June 17, 2009
Jonathan Chait is the current author of the TRB column in The New Republic. In the June 17, 20090 issue he takes on “Carrie Prejean and other anti-gay marriage intellectuals”. He is referring to the former Miss California’s contention that “marriage should be between a man and a woman”. After pointing out that this contention is not an argument, he asks why this might be true.

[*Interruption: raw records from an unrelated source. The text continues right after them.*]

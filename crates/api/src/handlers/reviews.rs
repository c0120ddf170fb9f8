//! Handlers for the review gate.

use axum::extract::{Path, State};
use axum::http::StatusCode;
use axum::response::IntoResponse;
use axum::Json;
use kerbside_core::types::DbId;
use kerbside_db::models::review::CreateReview;
use kerbside_db::repositories::ReviewRepo;

use crate::error::AppResult;
use crate::middleware::auth::AuthUser;
use crate::middleware::rbac::RequireAdmin;
use crate::response::DataResponse;
use crate::state::AppState;

/// POST /api/v1/bookings/{booking_id}/review
///
/// Attach a review to a completed booking. The gate (ownership, completion,
/// single-review, rating bounds) is enforced by the engine.
pub async fn create(
    user: AuthUser,
    State(state): State<AppState>,
    Path(booking_id): Path<DbId>,
    Json(input): Json<CreateReview>,
) -> AppResult<impl IntoResponse> {
    let review = ReviewRepo::create(&state.pool, user.user_id, booking_id, &input).await?;

    tracing::info!(
        user_id = user.user_id,
        booking_id,
        review_id = review.id,
        rating = review.rating,
        "Review created"
    );

    Ok((StatusCode::CREATED, Json(DataResponse { data: review })))
}

/// DELETE /api/v1/reviews/{id}
///
/// Admin-only, unconditional; the repository logs the action.
pub async fn delete(
    RequireAdmin(admin): RequireAdmin,
    State(state): State<AppState>,
    Path(review_id): Path<DbId>,
) -> AppResult<impl IntoResponse> {
    let review = ReviewRepo::delete(&state.pool, admin.user_id, review_id).await?;
    Ok(Json(DataResponse { data: review }))
}
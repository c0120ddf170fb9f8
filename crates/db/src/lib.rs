//! Persistence layer for the kerbside rental marketplace.
//!
//! Owns the sqlx models, the repositories, and the transactional booking
//! engine operations. The pool is constructed once at the process entry
//! point and passed into every repository call; no ambient globals.

use sqlx::postgres::PgPoolOptions;

pub mod error;
pub mod models;
pub mod repositories;

pub type DbPool = sqlx::PgPool;

/// Create a connection pool from a database URL.
pub async fn create_pool(database_url: &str) -> Result<DbPool, sqlx::Error> {
    PgPoolOptions::new()
        .max_connections(20)
        .connect(database_url)
        .await
}

/// Verify the database is reachable.
pub async fn health_check(pool: &DbPool) -> Result<(), sqlx::Error> {
    sqlx::query("SELECT 1").execute(pool).await?;
    Ok(())
}

/// Apply all pending migrations from `db/migrations`.
pub async fn run_migrations(pool: &DbPool) -> Result<(), sqlx::migrate::MigrateError> {
    sqlx::migrate!("../../db/migrations").run(pool).await
}
//! Role-based access control (RBAC) extractors.
//!
//! Each extractor wraps [`AuthUser`] and rejects requests whose role does
//! not meet the minimum requirement. These guard the HTTP surface only; the
//! booking engine re-checks capabilities itself, so the rules hold for
//! non-HTTP callers too.

use axum::extract::FromRequestParts;
use axum::http::request::Parts;
use kerbside_core::error::CoreError;
use kerbside_core::roles::{is_staff, ROLE_ADMIN};

use super::auth::AuthUser;
use crate::error::AppError;
use crate::state::AppState;

/// Requires the `admin` role. Rejects with 403 Forbidden otherwise.
///
/// ```ignore
/// async fn admin_only(RequireAdmin(user): RequireAdmin) -> AppResult<Json<()>> {
///     // user is guaranteed to be an admin here
///     Ok(Json(()))
/// }
/// ```
pub struct RequireAdmin(pub AuthUser);

impl FromRequestParts<AppState> for RequireAdmin {
    type Rejection = AppError;

    async fn from_request_parts(
        parts: &mut Parts,
        state: &AppState,
    ) -> Result<Self, Self::Rejection> {
        let user = AuthUser::from_request_parts(parts, state).await?;
        if user.role != ROLE_ADMIN {
            return Err(AppError::Core(CoreError::Forbidden(
                "Admin role required".into(),
            )));
        }
        Ok(RequireAdmin(user))
    }
}

/// Requires `agent` or `admin` role. Rejects with 403 Forbidden otherwise.
///
/// ```ignore
/// async fn agent_or_admin(RequireAgent(user): RequireAgent) -> AppResult<Json<()>> {
///     Ok(Json(()))
/// }
/// ```
pub struct RequireAgent(pub AuthUser);

impl FromRequestParts<AppState> for RequireAgent {
    type Rejection = AppError;

    async fn from_request_parts(
        parts: &mut Parts,
        state: &AppState,
    ) -> Result<Self, Self::Rejection> {
        let user = AuthUser::from_request_parts(parts, state).await?;
        if !is_staff(&user.role) {
            return Err(AppError::Core(CoreError::Forbidden(
                "Agent or Admin role required".into(),
            )));
        }
        Ok(RequireAgent(user))
    }
}
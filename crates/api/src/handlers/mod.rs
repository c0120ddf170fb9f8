//! HTTP handlers. Thin: deserialize, authorize the HTTP surface, call into
//! the repositories, wrap the result in the response envelope.

pub mod auth;
pub mod bookings;
pub mod health;
pub mod reviews;
pub mod vehicles;
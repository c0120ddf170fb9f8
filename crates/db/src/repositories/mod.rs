//! Repository layer.
//!
//! Each repository is a zero-sized struct providing async methods that
//! accept `&PgPool` (or a transaction executor) as the first argument.
//! Engine operations return [`crate::error::DbError`] so callers receive
//! typed domain rejections; plain lookups return `sqlx::Error`.

pub mod booking_repo;
pub mod review_repo;
pub mod user_repo;
pub mod vehicle_repo;

pub use booking_repo::BookingRepo;
pub use review_repo::ReviewRepo;
pub use user_repo::UserRepo;
pub use vehicle_repo::VehicleRepo;
//! Confirmation notification dispatch.
//!
//! Delivery runs after the transaction that commits the status change, off
//! the critical path: a failure to notify is logged and never rolls back or
//! blocks the transition. The [`Notifier`] trait is the seam where the
//! platform's transactional email service plugs in; the default
//! implementation writes to the log.

use std::sync::Arc;

use async_trait::async_trait;
use kerbside_db::models::booking::Booking;

/// Delivery failure, surfaced only to the dispatch task's log line.
#[derive(Debug, thiserror::Error)]
#[error("notification delivery failed: {0}")]
pub struct NotifyError(pub String);

/// Sink for booking lifecycle notifications.
#[async_trait]
pub trait Notifier: Send + Sync {
    /// Deliver a booking-confirmation notice to the renter.
    async fn booking_confirmed(&self, booking: &Booking) -> Result<(), NotifyError>;
}

/// Default sink: writes the notification to the log.
pub struct LogNotifier;

#[async_trait]
impl Notifier for LogNotifier {
    async fn booking_confirmed(&self, booking: &Booking) -> Result<(), NotifyError> {
        tracing::info!(
            booking_id = booking.id,
            user_id = booking.user_id,
            vehicle_id = booking.vehicle_id,
            "Booking confirmation notification delivered"
        );
        Ok(())
    }
}

/// Fire-and-forget confirmation dispatch.
///
/// Spawned so the HTTP response never waits on delivery; errors are logged
/// and dropped. No retries -- those belong to the delivery service behind
/// the [`Notifier`] seam.
pub fn dispatch_confirmation(notifier: Arc<dyn Notifier>, booking: Booking) {
    tokio::spawn(async move {
        if let Err(err) = notifier.booking_confirmed(&booking).await {
            tracing::warn!(
                booking_id = booking.id,
                error = %err,
                "Failed to deliver booking confirmation"
            );
        }
    });
}
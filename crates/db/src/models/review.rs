//! Review entity model and DTOs.

use kerbside_core::types::{DbId, Timestamp};
use serde::{Deserialize, Serialize};
use sqlx::FromRow;

/// A row from the `reviews` table.
#[derive(Debug, Clone, FromRow, Serialize)]
pub struct Review {
    pub id: DbId,
    pub booking_id: DbId,
    /// The renter who wrote the review.
    pub user_id: DbId,
    pub rating: i16,
    pub comment: Option<String>,
    pub created_at: Timestamp,
}

/// DTO for `POST /bookings/{id}/review`.
#[derive(Debug, Deserialize)]
pub struct CreateReview {
    pub rating: i16,
    pub comment: Option<String>,
}
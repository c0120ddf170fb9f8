//! Error type for repository operations.
//!
//! Engine operations (booking create/transition, review gate) return
//! [`DbError`] so callers receive typed domain rejections; plain row lookups
//! keep returning `sqlx::Error` directly.

use kerbside_core::error::CoreError;

#[derive(Debug, thiserror::Error)]
pub enum DbError {
    /// A typed domain rejection from the booking rules.
    #[error(transparent)]
    Domain(#[from] CoreError),

    /// An unexpected storage failure.
    #[error("Database error: {0}")]
    Database(sqlx::Error),
}

impl From<sqlx::Error> for DbError {
    fn from(err: sqlx::Error) -> Self {
        classify(err)
    }
}

/// Name of the exclusion constraint backstopping the overlap check.
const EXCL_ACTIVE_OVERLAP: &str = "excl_bookings_active_overlap";

/// Name of the one-review-per-renter-per-booking unique constraint.
const UQ_REVIEW_PER_RENTER: &str = "uq_reviews_booking_user";

/// Map constraint violations the schema uses as backstops onto their domain
/// meaning. Everything else stays an opaque database error.
///
/// - SQLSTATE 23P01 (exclusion violation) on the active-booking overlap
///   constraint means a concurrent insert won the race.
/// - SQLSTATE 23505 (unique violation) on `uq_`-prefixed constraints maps to
///   a conflict; the review constraint gets its dedicated error kind.
fn classify(err: sqlx::Error) -> DbError {
    if let sqlx::Error::Database(db_err) = &err {
        let constraint = db_err.constraint();
        match db_err.code().as_deref() {
            Some("23P01") if constraint == Some(EXCL_ACTIVE_OVERLAP) => {
                return DbError::Domain(CoreError::OverlappingBooking(
                    "requested interval intersects a concurrently accepted booking".to_string(),
                ));
            }
            Some("23505") => match constraint {
                Some(UQ_REVIEW_PER_RENTER) => {
                    return DbError::Domain(CoreError::DuplicateReview(
                        "a review for this booking already exists".to_string(),
                    ));
                }
                Some(name) if name.starts_with("uq_") => {
                    return DbError::Domain(CoreError::Conflict(format!(
                        "duplicate value violates unique constraint: {name}"
                    )));
                }
                _ => {}
            },
            _ => {}
        }
    }
    DbError::Database(err)
}
//! Liveness endpoint.

use axum::extract::State;
use axum::Json;
use serde::Serialize;

use crate::error::AppResult;
use crate::state::AppState;

#[derive(Serialize)]
pub struct HealthResponse {
    pub status: &'static str,
    pub version: &'static str,
}

/// GET /health
///
/// Pings the database so load balancers see a failing dependency.
pub async fn health(State(state): State<AppState>) -> AppResult<Json<HealthResponse>> {
    kerbside_db::health_check(&state.pool).await?;
    Ok(Json(HealthResponse {
        status: "ok",
        version: env!("CARGO_PKG_VERSION"),
    }))
}
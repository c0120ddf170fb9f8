//! JWT access-token generation and validation.
//!
//! Access tokens are HS256-signed JWTs containing a [`Claims`] payload. The
//! embedded role name lets the RBAC extractors authorize without a database
//! round-trip.

use jsonwebtoken::{decode, encode, DecodingKey, EncodingKey, Header, Validation};
use kerbside_core::types::DbId;
use serde::{Deserialize, Serialize};
use uuid::Uuid;

/// JWT claims embedded in every access token.
#[derive(Debug, Serialize, Deserialize, Clone)]
pub struct Claims {
    /// Subject -- the user's internal database id.
    pub sub: DbId,
    /// The user's role name (e.g. `"admin"`, `"agent"`, `"customer"`).
    pub role: String,
    /// Expiration time (UTC Unix timestamp).
    pub exp: i64,
    /// Issued-at time (UTC Unix timestamp).
    pub iat: i64,
    /// Unique token identifier (UUID v4) for revocation / audit.
    pub jti: String,
}

/// Configuration for JWT token generation and validation.
#[derive(Debug, Clone)]
pub struct JwtConfig {
    /// HMAC-SHA256 secret used to sign and verify tokens.
    pub secret: String,
    /// Access token lifetime in minutes (default: 60).
    pub access_token_expiry_mins: i64,
}

/// Default access token expiry in minutes.
const DEFAULT_ACCESS_EXPIRY_MINS: i64 = 60;

impl JwtConfig {
    /// Load JWT configuration from environment variables.
    ///
    /// | Env Var                  | Required | Default |
    /// |--------------------------|----------|---------|
    /// | `JWT_SECRET`             | **yes**  | --      |
    /// | `JWT_ACCESS_EXPIRY_MINS` | no       | `60`    |
    ///
    /// # Panics
    ///
    /// Panics if `JWT_SECRET` is not set or is empty.
    pub fn from_env() -> Self {
        let secret =
            std::env::var("JWT_SECRET").expect("JWT_SECRET must be set in the environment");
        assert!(!secret.is_empty(), "JWT_SECRET must not be empty");

        let access_token_expiry_mins: i64 = std::env::var("JWT_ACCESS_EXPIRY_MINS")
            .unwrap_or_else(|_| DEFAULT_ACCESS_EXPIRY_MINS.to_string())
            .parse()
            .expect("JWT_ACCESS_EXPIRY_MINS must be a valid i64");

        Self {
            secret,
            access_token_expiry_mins,
        }
    }
}

/// Generate an HS256 access token for the given user.
///
/// The token contains the user id, role, issue time, expiration, and a
/// unique `jti` claim that can be used for revocation.
pub fn generate_access_token(
    user_id: DbId,
    role: &str,
    config: &JwtConfig,
) -> Result<String, jsonwebtoken::errors::Error> {
    let now = chrono::Utc::now().timestamp();
    let exp = now + config.access_token_expiry_mins * 60;

    let claims = Claims {
        sub: user_id,
        role: role.to_string(),
        exp,
        iat: now,
        jti: Uuid::new_v4().to_string(),
    };

    encode(
        &Header::default(), // HS256
        &claims,
        &EncodingKey::from_secret(config.secret.as_bytes()),
    )
}

/// Validate and decode an access token, returning the embedded [`Claims`].
///
/// Validates the signature, expiration, and issued-at claims automatically.
pub fn validate_token(
    token: &str,
    config: &JwtConfig,
) -> Result<Claims, jsonwebtoken::errors::Error> {
    let token_data = decode::<Claims>(
        token,
        &DecodingKey::from_secret(config.secret.as_bytes()),
        &Validation::default(), // HS256, validates exp
    )?;
    Ok(token_data.claims)
}
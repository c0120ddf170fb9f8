use crate::types::DbId;

#[derive(Debug, thiserror::Error)]
pub enum CoreError {
    #[error("Entity not found: {entity} with id {id}")]
    NotFound { entity: &'static str, id: DbId },

    #[error("Validation failed: {0}")]
    Validation(String),

    #[error("Conflict: {0}")]
    Conflict(String),

    #[error("Unauthorized: {0}")]
    Unauthorized(String),

    #[error("Forbidden: {0}")]
    Forbidden(String),

    #[error("Invalid date range: {0}")]
    InvalidDateRange(String),

    #[error("Vehicle unavailable: {0}")]
    VehicleUnavailable(String),

    #[error("Overlapping booking: {0}")]
    OverlappingBooking(String),

    #[error("Invalid transition: {0}")]
    InvalidTransition(String),

    #[error("Booking not completed: {0}")]
    BookingNotCompleted(String),

    #[error("Duplicate review: {0}")]
    DuplicateReview(String),

    #[error("Invalid rating: {0}")]
    InvalidRating(String),

    #[error("Internal error: {0}")]
    Internal(String),
}
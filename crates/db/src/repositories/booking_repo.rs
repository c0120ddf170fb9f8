//! Repository for the `bookings` table: the booking engine itself.
//!
//! The create path is the only cross-request hazard in the system. It runs
//! entirely inside one transaction that first row-locks the vehicle
//! (`SELECT ... FOR UPDATE`), so concurrent creates for the same vehicle
//! serialize and the overlap check-then-insert is atomic. A partial GiST
//! exclusion constraint on the table backstops the check at the storage
//! layer.
//!
//! Status transitions are single-row updates guarded by the expected current
//! status; a stale read surfaces as `InvalidTransition`, never a silent
//! no-op.

use chrono::Utc;
use kerbside_core::booking::{
    state_machine, validate_date_range, BookingPolicy, HOLDING_STATUSES,
};
use kerbside_core::error::CoreError;
use kerbside_core::pricing::rental_price;
use kerbside_core::types::DbId;
use kerbside_core::vehicle::{is_manually_suspended, status_name as vehicle_status_name};
use sqlx::{PgExecutor, PgPool};

use crate::error::DbError;
use crate::models::booking::{Booking, CreateBooking};
use crate::models::status::BookingStatus;
use crate::repositories::VehicleRepo;

/// Column list for `bookings` queries.
const COLUMNS: &str = "\
    id, user_id, vehicle_id, start_date, end_date, status_id, \
    total_price, pickup_location, return_location, notes, \
    created_at, updated_at";

/// Provides the overlap-safe create path and lifecycle transitions.
pub struct BookingRepo;

impl BookingRepo {
    /// Find a booking by its ID.
    pub async fn find_by_id(pool: &PgPool, id: DbId) -> Result<Option<Booking>, sqlx::Error> {
        let query = format!("SELECT {COLUMNS} FROM bookings WHERE id = $1");
        sqlx::query_as::<_, Booking>(&query)
            .bind(id)
            .fetch_optional(pool)
            .await
    }

    /// Create a booking for `renter_id` in state PENDING.
    ///
    /// Guards, in order: date-range validity (calendar, not-in-past,
    /// policy cap), vehicle eligibility (exists, listed, not manually
    /// suspended), and the interval-overlap check against every
    /// holding-status booking for the vehicle. The total price is computed
    /// from the vehicle's current daily rate and frozen on the row.
    ///
    /// The whole sequence, including projecting the vehicle as RENTED, is
    /// one transaction serialized per vehicle by the row lock.
    pub async fn create(
        pool: &PgPool,
        renter_id: DbId,
        input: &CreateBooking,
        policy: &BookingPolicy,
    ) -> Result<Booking, DbError> {
        let today = Utc::now().date_naive();
        validate_date_range(input.start_date, input.end_date, today, policy)?;

        let mut tx = pool.begin().await?;

        // Serialization point: every create for this vehicle queues here.
        let vehicle = VehicleRepo::find_for_update(&mut *tx, input.vehicle_id)
            .await?
            .ok_or(CoreError::NotFound {
                entity: "Vehicle",
                id: input.vehicle_id,
            })?;

        if !vehicle.is_active {
            return Err(DbError::Domain(CoreError::VehicleUnavailable(format!(
                "vehicle {} is no longer listed",
                vehicle.id
            ))));
        }

        if is_manually_suspended(vehicle.status_id) {
            return Err(DbError::Domain(CoreError::VehicleUnavailable(format!(
                "vehicle {} is {}",
                vehicle.id,
                vehicle_status_name(vehicle.status_id)
            ))));
        }

        let overlapping: bool = sqlx::query_scalar(
            "SELECT EXISTS( \
                 SELECT 1 FROM bookings \
                 WHERE vehicle_id = $1 AND status_id IN ($2, $3, $4) \
                   AND start_date < $6 AND $5 < end_date \
             )",
        )
        .bind(vehicle.id)
        .bind(HOLDING_STATUSES[0])
        .bind(HOLDING_STATUSES[1])
        .bind(HOLDING_STATUSES[2])
        .bind(input.start_date)
        .bind(input.end_date)
        .fetch_one(&mut *tx)
        .await?;

        if overlapping {
            return Err(DbError::Domain(CoreError::OverlappingBooking(format!(
                "vehicle {} is already booked within {} to {}",
                vehicle.id, input.start_date, input.end_date
            ))));
        }

        let total_price = rental_price(vehicle.price_per_day, input.start_date, input.end_date);

        let query = format!(
            "INSERT INTO bookings \
                 (user_id, vehicle_id, start_date, end_date, status_id, total_price, \
                  pickup_location, return_location, notes) \
             VALUES ($1, $2, $3, $4, $5, $6, $7, $8, $9) \
             RETURNING {COLUMNS}"
        );
        let booking = sqlx::query_as::<_, Booking>(&query)
            .bind(renter_id)
            .bind(vehicle.id)
            .bind(input.start_date)
            .bind(input.end_date)
            .bind(BookingStatus::Pending.id())
            .bind(total_price)
            .bind(input.pickup_location.as_deref())
            .bind(input.return_location.as_deref())
            .bind(input.notes.as_deref())
            .fetch_one(&mut *tx)
            .await?;

        // The new PENDING booking holds the vehicle.
        VehicleRepo::mark_rented(&mut *tx, vehicle.id).await?;

        tx.commit().await?;
        Ok(booking)
    }

    /// Drive a booking to `target`, enforcing the capability table and the
    /// state machine, and keeping the vehicle projection in sync.
    ///
    /// The status write is guarded by the status that was just read; if a
    /// concurrent transition got there first, zero rows match and the
    /// caller gets `InvalidTransition` instead of a corrupted state.
    pub async fn transition(
        pool: &PgPool,
        actor_id: DbId,
        actor_role: &str,
        booking_id: DbId,
        target: BookingStatus,
    ) -> Result<Booking, DbError> {
        let mut tx = pool.begin().await?;

        let query = format!("SELECT {COLUMNS} FROM bookings WHERE id = $1");
        let booking = sqlx::query_as::<_, Booking>(&query)
            .bind(booking_id)
            .fetch_optional(&mut *tx)
            .await?
            .ok_or(CoreError::NotFound {
                entity: "Booking",
                id: booking_id,
            })?;

        let is_renter = booking.user_id == actor_id;
        state_machine::authorize_transition(target.id(), actor_role, is_renter)?;
        state_machine::validate_transition(booking.status_id, target.id())?;

        let query = format!(
            "UPDATE bookings SET status_id = $2, updated_at = NOW() \
             WHERE id = $1 AND status_id = $3 \
             RETURNING {COLUMNS}"
        );
        let updated = sqlx::query_as::<_, Booking>(&query)
            .bind(booking_id)
            .bind(target.id())
            .bind(booking.status_id)
            .fetch_optional(&mut *tx)
            .await?
            .ok_or_else(|| {
                CoreError::InvalidTransition(format!(
                    "booking {booking_id} was moved out of {} concurrently",
                    state_machine::status_name(booking.status_id)
                ))
            })?;

        // Leaving the holding set may free the vehicle; recompute the
        // projection in the same transaction.
        match target {
            BookingStatus::Cancelled | BookingStatus::Completed => {
                VehicleRepo::sync_status(&mut *tx, updated.vehicle_id).await?;
            }
            _ => {}
        }

        tx.commit().await?;
        Ok(updated)
    }

    /// Cancel a booking (renter, agent, or admin). Legal only from PENDING
    /// or CONFIRMED; an in-progress rental ends via complete.
    pub async fn cancel(
        pool: &PgPool,
        actor_id: DbId,
        actor_role: &str,
        booking_id: DbId,
    ) -> Result<Booking, DbError> {
        Self::transition(pool, actor_id, actor_role, booking_id, BookingStatus::Cancelled).await
    }

    /// Count holding-status bookings for a vehicle (projection probes in
    /// tests and ops tooling).
    pub async fn count_holding<'e>(
        executor: impl PgExecutor<'e>,
        vehicle_id: DbId,
    ) -> Result<i64, sqlx::Error> {
        sqlx::query_scalar(
            "SELECT COUNT(*) FROM bookings WHERE vehicle_id = $1 AND status_id IN ($2, $3, $4)",
        )
        .bind(vehicle_id)
        .bind(HOLDING_STATUSES[0])
        .bind(HOLDING_STATUSES[1])
        .bind(HOLDING_STATUSES[2])
        .fetch_one(executor)
        .await
    }
}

It is certainly the basis on which many religious opponents claim exemption from civil rights laws such as we are seeing in England at the moment around whether religious bodies can discriminate in matters of employment, adoption and the like. (http://www.churchtimes.co.uk/content.asp?id=76558) It is also causing some challenges for Episcopalians in states in which gay marriage is legal because our canons define marriage as between a man and a woman (“That both parties understand that Holy Matrimony is a physical and spiritual union of a man and a woman, entered into within the community of faith, by mutual consent of heart, mind, and will, and with intent that it be lifelong.”)
Chait addresses a number of things that are sometimes said in support of this proclamation are that someone gets harmed if we allow gay marriage or that the link between child rearing and marriage would be weakened if marriage was extended to GLBT people. He points out, among other things, that all such arguments are exclusively about how heterosexual people would be affected by an extension of marriage rights, including the difficulty expressed by one person that it will be harder to persuade black men of the obligation to marry the mother of their children. (That masterpiece from one Heather MacDonald of the Manhattan Institute: http://www.manhattan-institute.org/) He suggests that the statement of belief ( and presumably desire) that the term ‘marriage’ should be reserved for one man and one woman is “a body of opinion held largely by people who either don’t know why they oppose gay marriage or don’t feel comfortable explicating their case.” Later he says that the belief is “an expression of unease rather than principle” and goes on: “As people face up to the fact that opposing gay marriage means disregarding the happiness of the people most directly (or even solely) affected by it, most of us come around. Good ideas don’t always defeat bad ideas, but they usually, over time, defeat non-ideas.”
I think he has reached the heart of the matter on this one and would be interested in your thoughts.